Google Bleed Cash in bid to catch up with Baidu

August 16, 2007

Google are going to go into China with cheque book open, and buying a couple of unannounced companies.  (Thanks to the Multilingual search blog for pointing this out).


Is Baidu the perfect stock?

July 30, 2007

I tend to avoid investor articles on Baidu, but this one neatly summarises a certain view of Baidu as a big growth stock.  I don’t agree with the idea that Google doesn’t rate, as they have a large share of the high end of the market.


Google advertises in Games

July 27, 2007

A slightly more general view than usual on this blog.  An entry from Todd Bishop on seattlepi.com talks about Google’s plan to advertise within video games.  This is big for two reasons.  Firstly there’s the general fact that your behaviour in a video game can tell you as much as your search terms can.  The second point is that games are very big in China, in a way that credit cards aren’t – yet.
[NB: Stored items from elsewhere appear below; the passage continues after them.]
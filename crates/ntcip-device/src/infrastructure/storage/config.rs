//! TOML configuration for the device.
//!
//! The file is read from the path given on the command line, or from the
//! platform-appropriate config directory:
//! - Windows:  `%APPDATA%\NtcipDevice\device.toml`
//! - Linux:    `~/.config/ntcip-device/device.toml`
//! - macOS:    `~/Library/Application Support/NtcipDevice/device.toml`
//!
//! ```toml
//! [device]
//! address = 1
//!
//! [network]
//! bind_address = "0.0.0.0"
//! port = 5000
//!
//! [security]
//! allowed_centers = ["192.168.1.10"]
//! allow_any = false
//!
//! [session]
//! ack_timeout_ms = 5000
//! assembly_gap_ms = 200
//! ```
//!
//! Every field has a serde default, so a missing file or a file with only
//! some sections still yields a complete configuration.  The values are
//! read once at startup and never change while the device runs.

use std::net::{IpAddr, SocketAddr};
use std::path::{Path, PathBuf};
use std::time::Duration;

use ntcip_core::session::AddressCheck;
use serde::{Deserialize, Serialize};
use thiserror::Error;

/// Error type for configuration file operations.
#[derive(Debug, Error)]
pub enum ConfigError {
    /// The platform config directory could not be determined.
    #[error("could not determine platform config directory")]
    NoPlatformConfigDir,

    /// A file system I/O error occurred.
    #[error("I/O error accessing config at {path}: {source}")]
    Io {
        path: PathBuf,
        #[source]
        source: std::io::Error,
    },

    /// The TOML content could not be parsed.
    #[error("failed to parse config TOML: {0}")]
    Parse(#[from] toml::de::Error),

    /// The config could not be serialized to TOML.
    #[error("failed to serialize config: {0}")]
    Serialize(#[from] toml::ser::Error),

    /// An address field does not parse.
    #[error("invalid {field}: {value:?}")]
    InvalidAddress { field: &'static str, value: String },
}

// ── Config schema types ───────────────────────────────────────────────────────

/// Top-level device configuration.
#[derive(Debug, Clone, Default, Serialize, Deserialize, PartialEq, Eq)]
pub struct DeviceConfig {
    #[serde(default)]
    pub device: DeviceSection,
    #[serde(default)]
    pub network: NetworkSection,
    #[serde(default)]
    pub security: SecuritySection,
    #[serde(default)]
    pub session: SessionSection,
}

/// Identity of this device on the link.
#[derive(Debug, Clone, Serialize, Deserialize, PartialEq, Eq)]
pub struct DeviceSection {
    /// The address this device answers to.
    #[serde(default = "default_device_address")]
    pub address: u16,
    /// Answer Data frames for any address except the invalid sentinel.
    #[serde(default)]
    pub accept_any_address: bool,
    /// `tracing` filter used when `RUST_LOG` is not set.
    #[serde(default = "default_log_level")]
    pub log_level: String,
}

/// Listening socket.
#[derive(Debug, Clone, Serialize, Deserialize, PartialEq, Eq)]
pub struct NetworkSection {
    /// IP address to bind.  `"0.0.0.0"` binds all interfaces.
    #[serde(default = "default_bind_address")]
    pub bind_address: String,
    #[serde(default = "default_port")]
    pub port: u16,
}

/// Which control centers may connect.
#[derive(Debug, Clone, Serialize, Deserialize, PartialEq, Eq)]
pub struct SecuritySection {
    /// IP addresses of control centers allowed to connect.
    #[serde(default = "default_allowed_centers")]
    pub allowed_centers: Vec<String>,
    /// Test mode: accept connections from any address.
    #[serde(default)]
    pub allow_any: bool,
}

/// Protocol timing.
#[derive(Debug, Clone, Serialize, Deserialize, PartialEq, Eq)]
pub struct SessionSection {
    /// How long to wait for the center's final Ack, in milliseconds.
    #[serde(default = "default_ack_timeout_ms")]
    pub ack_timeout_ms: u64,
    /// How long a partial frame may stall before it is Nak'ed, in milliseconds.
    #[serde(default = "default_assembly_gap_ms")]
    pub assembly_gap_ms: u64,
}

// ── Default helpers ───────────────────────────────────────────────────────────

fn default_device_address() -> u16 {
    1
}
fn default_log_level() -> String {
    "info".to_string()
}
fn default_bind_address() -> String {
    "0.0.0.0".to_string()
}
fn default_port() -> u16 {
    5000
}
fn default_allowed_centers() -> Vec<String> {
    vec!["127.0.0.1".to_string()]
}
fn default_ack_timeout_ms() -> u64 {
    5000
}
fn default_assembly_gap_ms() -> u64 {
    200
}

impl Default for DeviceSection {
    fn default() -> Self {
        Self {
            address: default_device_address(),
            accept_any_address: false,
            log_level: default_log_level(),
        }
    }
}

impl Default for NetworkSection {
    fn default() -> Self {
        Self {
            bind_address: default_bind_address(),
            port: default_port(),
        }
    }
}

impl Default for SecuritySection {
    fn default() -> Self {
        Self {
            allowed_centers: default_allowed_centers(),
            allow_any: false,
        }
    }
}

impl Default for SessionSection {
    fn default() -> Self {
        Self {
            ack_timeout_ms: default_ack_timeout_ms(),
            assembly_gap_ms: default_assembly_gap_ms(),
        }
    }
}

// ── Resolved values ───────────────────────────────────────────────────────────

impl DeviceConfig {
    /// The socket address to listen on.
    ///
    /// # Errors
    ///
    /// Returns [`ConfigError::InvalidAddress`] if `bind_address` is not an IP.
    pub fn bind_addr(&self) -> Result<SocketAddr, ConfigError> {
        let ip = parse_ip("network.bind_address", &self.network.bind_address)?;
        Ok(SocketAddr::new(ip, self.network.port))
    }

    /// The parsed control-center allow-list.
    ///
    /// # Errors
    ///
    /// Returns [`ConfigError::InvalidAddress`] for the first entry that is
    /// not an IP address.
    pub fn allowed_centers(&self) -> Result<Vec<IpAddr>, ConfigError> {
        self.security
            .allowed_centers
            .iter()
            .map(|s| parse_ip("security.allowed_centers", s))
            .collect()
    }

    /// Which Data frame addresses sessions answer.
    pub fn address_check(&self) -> AddressCheck {
        if self.device.accept_any_address {
            AddressCheck::Any
        } else {
            AddressCheck::Device(self.device.address)
        }
    }

    pub fn ack_timeout(&self) -> Duration {
        Duration::from_millis(self.session.ack_timeout_ms)
    }

    pub fn assembly_gap(&self) -> Duration {
        Duration::from_millis(self.session.assembly_gap_ms)
    }
}

fn parse_ip(field: &'static str, value: &str) -> Result<IpAddr, ConfigError> {
    value.trim().parse().map_err(|_| ConfigError::InvalidAddress {
        field,
        value: value.to_string(),
    })
}

// ── Config repository ─────────────────────────────────────────────────────────

/// Determines the platform-appropriate directory for the config file.
///
/// # Errors
///
/// Returns [`ConfigError::NoPlatformConfigDir`] when the platform config base
/// directory cannot be determined from the environment.
pub fn config_dir() -> Result<PathBuf, ConfigError> {
    platform_config_dir().ok_or(ConfigError::NoPlatformConfigDir)
}

/// Resolves the full path to the default config file.
///
/// # Errors
///
/// Returns [`ConfigError::NoPlatformConfigDir`] if the base directory cannot be
/// determined.
pub fn config_file_path() -> Result<PathBuf, ConfigError> {
    Ok(config_dir()?.join("device.toml"))
}

/// Loads the config from `path`, or from the platform default when `None`.
/// A file that does not exist yields `DeviceConfig::default()`.
///
/// # Errors
///
/// Returns [`ConfigError::Io`] for file-system errors other than "not found",
/// and [`ConfigError::Parse`] if the TOML is malformed.
pub fn load_config(path: Option<&Path>) -> Result<DeviceConfig, ConfigError> {
    let path = match path {
        Some(p) => p.to_path_buf(),
        None => config_file_path()?,
    };

    match std::fs::read_to_string(&path) {
        Ok(content) => Ok(toml::from_str(&content)?),
        Err(e) if e.kind() == std::io::ErrorKind::NotFound => Ok(DeviceConfig::default()),
        Err(e) => Err(ConfigError::Io { path, source: e }),
    }
}

/// Writes `config` to `path`, creating parent directories as needed.
///
/// # Errors
///
/// Returns [`ConfigError::Io`] for file-system failures or
/// [`ConfigError::Serialize`] if serialization fails.
pub fn save_config(config: &DeviceConfig, path: &Path) -> Result<(), ConfigError> {
    if let Some(dir) = path.parent() {
        std::fs::create_dir_all(dir).map_err(|source| ConfigError::Io {
            path: dir.to_path_buf(),
            source,
        })?;
    }

    let content = toml::to_string_pretty(config)?;
    std::fs::write(path, content).map_err(|source| ConfigError::Io {
        path: path.to_path_buf(),
        source,
    })
}

fn platform_config_dir() -> Option<PathBuf> {
    #[cfg(target_os = "windows")]
    {
        std::env::var_os("APPDATA").map(|p| PathBuf::from(p).join("NtcipDevice"))
    }

    #[cfg(target_os = "linux")]
    {
        let base = std::env::var_os("XDG_CONFIG_HOME")
            .map(PathBuf::from)
            .or_else(|| std::env::var_os("HOME").map(|h| PathBuf::from(h).join(".config")))?;
        Some(base.join("ntcip-device"))
    }

    #[cfg(target_os = "macos")]
    {
        std::env::var_os("HOME").map(|h| {
            PathBuf::from(h)
                .join("Library")
                .join("Application Support")
                .join("NtcipDevice")
        })
    }

    #[cfg(not(any(target_os = "windows", target_os = "linux", target_os = "macos")))]
    {
        None
    }
}

// ── Tests ─────────────────────────────────────────────────────────────────────

#[cfg(test)]
mod tests {
    use super::*;

    fn temp_path() -> PathBuf {
        std::env::temp_dir()
            .join(format!("ntcip-device-{}", uuid::Uuid::new_v4()))
            .join("device.toml")
    }

    #[test]
    fn test_default_config_listens_on_port_5000() {
        // Arrange / Act
        let cfg = DeviceConfig::default();

        // Assert
        assert_eq!(cfg.bind_addr().unwrap(), "0.0.0.0:5000".parse().unwrap());
    }

    #[test]
    fn test_default_session_timing() {
        let cfg = DeviceConfig::default();
        assert_eq!(cfg.ack_timeout(), Duration::from_secs(5));
        assert_eq!(cfg.assembly_gap(), Duration::from_millis(200));
    }

    #[test]
    fn test_default_security_allows_only_loopback() {
        let cfg = DeviceConfig::default();
        assert!(!cfg.security.allow_any);
        assert_eq!(
            cfg.allowed_centers().unwrap(),
            vec!["127.0.0.1".parse::<IpAddr>().unwrap()]
        );
    }

    #[test]
    fn test_address_check_follows_device_section() {
        let mut cfg = DeviceConfig::default();
        assert_eq!(cfg.address_check(), AddressCheck::Device(1));

        cfg.device.accept_any_address = true;
        assert_eq!(cfg.address_check(), AddressCheck::Any);
    }

    #[test]
    fn test_partial_toml_fills_defaults() {
        // Arrange
        let text = r#"
            [network]
            port = 6000

            [security]
            allowed_centers = ["10.0.0.5", "10.0.0.6"]
        "#;

        // Act
        let cfg: DeviceConfig = toml::from_str(text).unwrap();

        // Assert
        assert_eq!(cfg.network.port, 6000);
        assert_eq!(cfg.network.bind_address, "0.0.0.0");
        assert_eq!(cfg.allowed_centers().unwrap().len(), 2);
        assert_eq!(cfg.session, SessionSection::default());
        assert_eq!(cfg.device.address, 1);
    }

    #[test]
    fn test_invalid_allow_list_entry_is_reported() {
        let mut cfg = DeviceConfig::default();
        cfg.security.allowed_centers.push("not-an-ip".to_string());

        let err = cfg.allowed_centers().unwrap_err();

        assert!(matches!(
            err,
            ConfigError::InvalidAddress { field: "security.allowed_centers", .. }
        ));
    }

    #[test]
    fn test_malformed_toml_is_a_parse_error() {
        let result: Result<DeviceConfig, _> = toml::from_str("[network\nport = ");
        assert!(result.is_err());
    }

    #[test]
    fn test_load_missing_file_yields_defaults() {
        let cfg = load_config(Some(&temp_path())).unwrap();
        assert_eq!(cfg, DeviceConfig::default());
    }

    #[test]
    fn test_save_then_load_preserves_values() {
        // Arrange
        let path = temp_path();
        let mut cfg = DeviceConfig::default();
        cfg.device.address = 42;
        cfg.security.allow_any = true;
        cfg.session.ack_timeout_ms = 750;

        // Act
        save_config(&cfg, &path).unwrap();
        let loaded = load_config(Some(&path)).unwrap();

        // Assert
        assert_eq!(loaded, cfg);
        if let Some(dir) = path.parent() {
            let _ = std::fs::remove_dir_all(dir);
        }
    }
}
Google Earth spots Chinese submarine

July 19, 2007

A rather comical piece about how Google Earth managed to break the news of a Chinese nuclear submarine.


China Search Ads on Webmaster Radio

July 10, 2007

James Spencer of China Search Ads will be interviewed on webmasterradio.fm on Thursday 12 July Thursday 5pm Eastern Standard Time, 10pm in the UK.  For other times see http://www.worldtimezone.com/

He talks about Baidu, why Google’s not doing well, online payment, what the Chinese online market is like and even a bit about Alibaba.


Internet Censorship – Bait and Switch

July 9, 2007

The Guardian hosts an old article about Internet censorship, which focuses on China.  There is an interesting bait and switch.  The author talks about Yahoo giving information to Chinese state security used to imprison a dissident – and then condemns Google.  Google’s crime, it seems, is doing any business in China.

At the moment it seems that shareholders and governments are accepting the brute commercial logic that it is not a private company’s business to interfere in another country’s government – but will this last?

Ironically this sort of pressure is most likely to help Baidu and other Chinese search engines that are based in China.